Skip the Starbucks and head to Fraiche. Frozen yogurt is where VCs go to meet friends and future friends. If you fail to close a deal there, at least you will have a fair shot at another meeting.

4) Madera, Table 60

This is the default hangout of VC associates. It’s at the Rosewood Sand Hill. Table 60 is right by the fireplace and is ideal. Make sure you put the VC with his back to the fireplace so that you appear in the best light. This is critical during the day, when the early afternoon sun will put you in the power position to close your deal.

5) Evvia

Monday nights here during the double dip recession of 2008-2010 are as packed as they were during the boom times. Good things have numbers in common: Table 60 is the only booth and it seats two 250-pound bean-counters and two founders comfortably. During lunch, this booth is as close to a D.C. power-broker, “see and be seen” table as you will find.

6) Sugar Cafe

I have this theory: Eight women control all the networking power in Silicon Valley. These eight are ever-changing, but they all seem to gravitate to Sugar Cafe. Me, I suck up to these women and man-charm the men.

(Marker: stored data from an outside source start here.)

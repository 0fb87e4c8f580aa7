//! End-to-end behaviour of the transfer manager over a memory → disk → network chain.

mod common;

use std::sync::atomic::{AtomicUsize, Ordering};
use std::sync::Arc;
use std::time::Duration;

use assetlayer::cache::{CacheChain, CacheLayer, DiskCacheLayer, MemoryCacheLayer, NetworkCacheLayer};
use assetlayer::data::{DenseData, SparseData};
use assetlayer::fingerprint::{Fingerprint, RemoteFileId};
use assetlayer::range::Range;
use assetlayer::task::{EventManager, WorkQueue, WorkerPool};
use assetlayer::transfer::{TransferEvent, TransferManager, TransferStatus};
use common::{lookup_for, mem_handlers, transfer_services, MemStore, PAGE};
use tempfile::TempDir;
use tokio::sync::mpsc;

struct Fixture {
    manager: TransferManager,
    memory: Arc<MemoryCacheLayer>,
    disk: Arc<DiskCacheLayer>,
    network: Arc<NetworkCacheLayer>,
    store: Arc<MemStore>,
    _dir: TempDir,
}

fn fixture(store: Arc<MemStore>, memory_budget: u64) -> Fixture {
    let dir = TempDir::new().unwrap();
    let handlers = mem_handlers(&store);
    let lookup = lookup_for(&["mem://good/files/"]);
    let services = transfer_services(&handlers, lookup);

    let memory = Arc::new(MemoryCacheLayer::new(memory_budget, 1.0));
    let disk = Arc::new(DiskCacheLayer::open(dir.path(), 1 << 20, 1.0).unwrap());
    let network = Arc::new(NetworkCacheLayer::new(services.downloads.clone().unwrap()));
    let chain = CacheChain::new(vec![
        memory.clone() as Arc<dyn CacheLayer>,
        disk.clone(),
        network.clone(),
    ]);
    let manager = TransferManager::builder(chain)
        .services(services)
        .build()
        .unwrap();

    Fixture {
        manager,
        memory,
        disk,
        network,
        store,
        _dir: dir,
    }
}

fn publish_page(store: &MemStore) -> RemoteFileId {
    let fingerprint = Fingerprint::compute(PAGE);
    store.put(&format!("mem://good/files/{}", fingerprint.to_hex()), PAGE);
    RemoteFileId::local(fingerprint).unwrap()
}

#[tokio::test(flavor = "multi_thread", worker_threads = 4)]
async fn fetch_walks_chain_and_populates_nearer_layers() {
    let f = fixture(MemStore::new(), 1 << 20);
    let id = publish_page(&f.store);
    let range = Range::with_length(2, 12, false);

    let data = f.manager.fetch(id.clone(), range).await.unwrap();
    assert_eq!(data.flatten().unwrap().as_ref(), b"TML>\r\n<HEAD>");
    assert_eq!(f.network.fetch_count(), 1);
    assert!(f.memory.holds(&id.fingerprint));
    assert!(f.disk.holds(&id.fingerprint));

    // Second request is answered by the memory layer.
    let again = f.manager.fetch(id.clone(), range).await.unwrap();
    assert_eq!(again.flatten().unwrap().as_ref(), b"TML>\r\n<HEAD>");
    assert_eq!(f.network.fetch_count(), 1);

    let snap = f.manager.metrics().snapshot();
    assert_eq!(snap.hits_at(2), 1);
    assert_eq!(snap.hits_at(0), 1);
}

#[tokio::test(flavor = "multi_thread", worker_threads = 4)]
async fn seeded_disk_answers_and_warms_memory() {
    let f = fixture(MemStore::new(), 1 << 20);
    let fp = Fingerprint::compute(PAGE);
    f.disk
        .store(&fp, &SparseData::from_dense(DenseData::whole_file(PAGE.to_vec())))
        .await;
    let range = Range::with_length(2, 12, false);

    let data = f
        .manager
        .fetch(RemoteFileId::local(fp).unwrap(), range)
        .await
        .unwrap();
    assert_eq!(data.flatten().unwrap().as_ref(), b"TML>\r\n<HEAD>");
    assert!(f.memory.contains(&fp, &range));
    assert_eq!(f.network.fetch_count(), 0);
    assert_eq!(f.store.download_count(), 0);
    assert_eq!(f.manager.metrics().snapshot().hits_at(1), 1);
}

#[tokio::test(flavor = "multi_thread", worker_threads = 4)]
async fn disk_answers_after_memory_purge() {
    let f = fixture(MemStore::new(), 1 << 20);
    let id = publish_page(&f.store);

    f.manager.fetch(id.clone(), Range::whole_file()).await.unwrap();
    f.memory.purge(&id.fingerprint).await;

    let data = f.manager.fetch(id.clone(), Range::whole_file()).await.unwrap();
    assert_eq!(data.flatten().unwrap().as_ref(), PAGE);
    assert_eq!(f.network.fetch_count(), 1);
    assert_eq!(f.manager.metrics().snapshot().hits_at(1), 1);
}

#[tokio::test(flavor = "multi_thread", worker_threads = 4)]
async fn purge_removes_from_every_layer() {
    let f = fixture(MemStore::new(), 1 << 20);
    let id = publish_page(&f.store);

    f.manager.fetch(id.clone(), Range::whole_file()).await.unwrap();
    assert_eq!(f.manager.purge(&id.fingerprint).await, 2);
    assert!(!f.memory.holds(&id.fingerprint));
    assert!(!f.disk.holds(&id.fingerprint));

    f.manager.fetch(id, Range::whole_file()).await.unwrap();
    assert_eq!(f.network.fetch_count(), 2);
}

#[tokio::test(flavor = "multi_thread", worker_threads = 4)]
async fn concurrent_requests_share_one_walk() {
    let f = fixture(MemStore::with_delay(Duration::from_millis(100)), 1 << 20);
    let id = publish_page(&f.store);

    let (tx, mut rx) = mpsc::unbounded_channel();
    for i in 0..10u64 {
        let range = if i == 0 {
            Range::whole_file()
        } else {
            Range::with_length(i, 4, false)
        };
        let tx = tx.clone();
        f.manager.download(id.clone(), range, move |event: &TransferEvent| {
            let _ = tx.send((event.status(), event.data_for(&range)));
        });
    }
    drop(tx);

    let mut delivered = 0;
    while let Some((status, data)) = rx.recv().await {
        assert_eq!(status, TransferStatus::Success);
        assert!(data.is_some());
        delivered += 1;
    }
    assert_eq!(delivered, 10);
    assert_eq!(f.store.download_count(), 1);

    let snap = f.manager.metrics().snapshot();
    assert_eq!(snap.chain_walks, 1);
    assert_eq!(snap.downloads_joined, 9);
}

#[tokio::test(flavor = "multi_thread", worker_threads = 4)]
async fn missing_content_fails_every_waiter() {
    let f = fixture(MemStore::with_delay(Duration::from_millis(50)), 1 << 20);
    let id = RemoteFileId::local(Fingerprint::compute(b"never published")).unwrap();

    let first = f.manager.fetch(id.clone(), Range::whole_file());
    let second = f.manager.fetch(id, Range::with_length(0, 3, false));
    let (a, b) = tokio::join!(first, second);
    assert_eq!(a.unwrap_err(), TransferStatus::DownloadFailed);
    assert_eq!(b.unwrap_err(), TransferStatus::DownloadFailed);
    assert_eq!(f.manager.metrics().snapshot().chain_walks, 1);
}

#[tokio::test(flavor = "multi_thread", worker_threads = 4)]
async fn memory_layer_respects_budget() {
    let f = fixture(MemStore::new(), 64);
    for n in 0..6u8 {
        let content = vec![n; 30];
        let fingerprint = Fingerprint::compute(&content);
        f.store
            .put(&format!("mem://good/files/{}", fingerprint.to_hex()), &content);
        let id = RemoteFileId::local(fingerprint).unwrap();
        f.manager.fetch(id, Range::whole_file()).await.unwrap();

        let stats = f.memory.stats();
        assert!(stats.bytes <= 64, "memory layer over budget: {stats}");
    }
    assert_eq!(f.memory.stats().entries, 2);
}

#[tokio::test(flavor = "multi_thread", worker_threads = 4)]
async fn cleanup_answers_waiters_before_returning() {
    let f = fixture(MemStore::with_delay(Duration::from_secs(30)), 1 << 20);
    let id = publish_page(&f.store);

    let calls = Arc::new(AtomicUsize::new(0));
    let statuses = Arc::new(parking_lot::Mutex::new(Vec::new()));
    for range in [Range::whole_file(), Range::with_length(0, 4, false)] {
        let calls = Arc::clone(&calls);
        let statuses = Arc::clone(&statuses);
        f.manager.download(id.clone(), range, move |event| {
            calls.fetch_add(1, Ordering::SeqCst);
            statuses.lock().push(event.status());
        });
    }

    tokio::time::timeout(Duration::from_secs(5), f.manager.cleanup())
        .await
        .unwrap();
    assert_eq!(calls.load(Ordering::SeqCst), 2);
    assert!(statuses
        .lock()
        .iter()
        .all(|s| *s == TransferStatus::ShutdownInProgress));
    assert_eq!(f.network.in_flight(), 0);

    // Later requests are refused immediately.
    let late = f.manager.fetch(id, Range::whole_file()).await;
    assert_eq!(late.unwrap_err(), TransferStatus::ShutdownInProgress);
    assert_eq!(calls.load(Ordering::SeqCst), 2);
}

#[tokio::test(flavor = "multi_thread", worker_threads = 4)]
async fn queued_dispatch_drains_before_cleanup_returns() {
    let store = MemStore::with_delay(Duration::from_millis(20));
    let id = publish_page(&store);
    let handlers = mem_handlers(&store);
    let services = transfer_services(&handlers, lookup_for(&["mem://good/files/"]));
    let network = Arc::new(NetworkCacheLayer::new(services.downloads.clone().unwrap()));

    let queue = Arc::new(WorkQueue::new());
    let pool = WorkerPool::start(Arc::clone(&queue), 2, "test-events").unwrap();
    let manager = TransferManager::builder(CacheChain::new(vec![network as Arc<dyn CacheLayer>]))
        .events(EventManager::with_queue(queue))
        .services(services)
        .build()
        .unwrap();

    let data = manager.fetch(id.clone(), Range::whole_file()).await.unwrap();
    assert_eq!(data.flatten().unwrap().as_ref(), PAGE);

    let delivered = Arc::new(AtomicUsize::new(0));
    for _ in 0..5 {
        let delivered = Arc::clone(&delivered);
        manager.download(id.clone(), Range::whole_file(), move |_event| {
            delivered.fetch_add(1, Ordering::SeqCst);
        });
    }

    manager.cleanup().await;
    assert_eq!(delivered.load(Ordering::SeqCst), 5);
    tokio::task::spawn_blocking(move || pool.shutdown())
        .await
        .unwrap();
}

7) Four Seasons San Francisco: Not the private dining room, but the hotel bar nook. It feels like youre in Philadelphia. Make sure you avoid eye contact with other customers. Palm three waters from the downstairs valet and you will emote “I-sleep-three-hours-per-night-so-I-hydrate.”

Eight Bonus Spots to Close a Deal:

Palace Hotel breakfast buffet during Web 2.0 Summit
St Regis Hotel, 4th Floor
410 Townsend
Taco truck parked outside of Stanford CS 147 Demo Night
Stanford Bishop Auditorium patio area (losers’ bracket of a business plan competition)
Via Fax Machine
The Crunchies AfterParty

Conclusion: It’s just good planning to have a selection of meeting spots in your head, for those times when you’re setting up an important face-to-face. In the comments, share some of yours.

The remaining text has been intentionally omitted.